We are detecting that the user has logged in by looking at the cookie logged_in
equal to true
.
This is a big security vulnerability because anyone could set that cookie in their own browser and then appear to be logged in.
We will fix this by createing a cookie value that's encoded.
It works similarly to how we encoded the password in the db.
We'll call this session
. Session can actually mean several different things, but in our case we'll define it as a hashed cookie.
First we need a secret key or string that will only be known to us. This is the thing that will make it so that a random person can't make their own logged_in
cookie.
We can just come up with some random value. Because of the properties of a hash function it doesn't actually matter that much how long it is, just that it's secret.
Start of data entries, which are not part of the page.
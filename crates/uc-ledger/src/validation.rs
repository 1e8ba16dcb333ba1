//! Input validation for ledger appends.
//!
//! Every check here runs before the channel head is locked, so a rejected
//! payload never touches the chain.

use uc_types::{ActorRef, BatchId};

use crate::error::LedgerError;
use crate::records::{EconomicEvent, EconomicTx, PaymentMethod, QualityTx};

/// Maximum allowed difference between a sale's `amount` and
/// `unitsSold × salePricePerUnit`, in currency units.
pub const SALE_AMOUNT_TOLERANCE: f64 = 0.01;

/// Highest value on the quality score scale.
pub const MAX_QUALITY_SCORE: u8 = 100;

pub(crate) fn validate_submitter(submitted_by: &ActorRef) -> Result<(), LedgerError> {
    if submitted_by.id.is_blank() {
        return Err(LedgerError::invalid("submittedBy", "actor id must not be empty"));
    }
    Ok(())
}

pub(crate) fn validate_economic(tx: &EconomicTx) -> Result<(), LedgerError> {
    batch(tx.batch_id.as_ref())?;
    non_blank("product", &tx.product)?;
    non_blank("currency", &tx.currency)?;
    non_negative("amount", tx.amount)?;
    if let Some(quantity) = tx.quantity {
        non_negative("quantity", quantity)?;
    }
    if let Some(unit) = &tx.unit {
        non_blank("unit", unit)?;
    }
    if let Some(id) = &tx.from_actor_id {
        non_blank("fromActorId", id.as_str())?;
    }
    if let Some(id) = &tx.to_actor_id {
        non_blank("toActorId", id.as_str())?;
    }
    if let Some(order) = &tx.order_id {
        non_blank("orderId", order)?;
    }
    if let PaymentMethod::Other(name) = &tx.payment_method {
        non_blank("paymentMethod", name)?;
    }

    match &tx.event {
        EconomicEvent::Register {
            variety,
            farming_method,
        } => {
            non_blank("event.variety", variety)?;
            non_blank("event.farmingMethod", farming_method)?;
        }
        EconomicEvent::Pickup { vehicle_rc } => non_blank("event.vehicleRc", vehicle_rc)?,
        EconomicEvent::Dropoff | EconomicEvent::Receive => {}
        EconomicEvent::Sale {
            units_sold,
            sale_price_per_unit,
        } => {
            non_negative("event.unitsSold", *units_sold)?;
            non_negative("event.salePricePerUnit", *sale_price_per_unit)?;
            if let Some(quantity) = tx.quantity {
                if *units_sold > quantity {
                    return Err(LedgerError::invalid(
                        "event.unitsSold",
                        format!("{units_sold} exceeds quantity {quantity}"),
                    ));
                }
            }
            let expected = units_sold * sale_price_per_unit;
            if (tx.amount - expected).abs() > SALE_AMOUNT_TOLERANCE {
                return Err(LedgerError::invalid(
                    "amount",
                    format!("{} does not equal units sold × unit price ({expected})", tx.amount),
                ));
            }
        }
    }
    Ok(())
}

pub(crate) fn validate_quality(tx: &QualityTx) -> Result<(), LedgerError> {
    batch(tx.batch_id.as_ref())?;
    if tx.actor.id.is_blank() {
        return Err(LedgerError::invalid("actor", "actor id must not be empty"));
    }
    if tx.quality_score > MAX_QUALITY_SCORE {
        return Err(LedgerError::invalid(
            "qualityScore",
            format!("{} is outside 0..={MAX_QUALITY_SCORE}", tx.quality_score),
        ));
    }
    finite("moistureLevel", tx.moisture_level)?;
    if !(0.0..=100.0).contains(&tx.moisture_level) {
        return Err(LedgerError::invalid(
            "moistureLevel",
            format!("{} is not a percentage", tx.moisture_level),
        ));
    }
    finite("temperature", tx.temperature)?;
    Ok(())
}

fn batch(batch_id: Option<&BatchId>) -> Result<(), LedgerError> {
    match batch_id {
        Some(id) if id.is_blank() => Err(LedgerError::invalid("batchId", "must not be empty")),
        _ => Ok(()),
    }
}

fn non_blank(field: &str, value: &str) -> Result<(), LedgerError> {
    if value.trim().is_empty() {
        return Err(LedgerError::invalid(field, "must not be empty"));
    }
    Ok(())
}

fn finite(field: &str, value: f64) -> Result<(), LedgerError> {
    if !value.is_finite() {
        return Err(LedgerError::invalid(field, format!("{value} is not a finite number")));
    }
    Ok(())
}

fn non_negative(field: &str, value: f64) -> Result<(), LedgerError> {
    finite(field, value)?;
    if value < 0.0 {
        return Err(LedgerError::invalid(field, format!("{value} is negative")));
    }
    Ok(())
}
const SALT = "bananas are delicious";
When the user has registered or logged in:
Create a cookie that is a hashed value.
let currentSessionCookie = sha256( user_id + 'logged_id' + SALT );
response.cookie('logged_in', currentSessionCookie);
When the user makes a request where they are supposed to be logged in:
Verify the cookie by simply hashing some values and then compare.
if( sha256( request.cookies["user_id"] + 'logged_in' + SALT ) === request.cookies["logged_id"] ){
// you know that the user is logged in
}
This is only one way to create what's refered to as a session. We'll see later in rails that it works slightly differently.
But: we now have a relatively secure system- we know with a lot of certainty that a logged in user is who they say they are.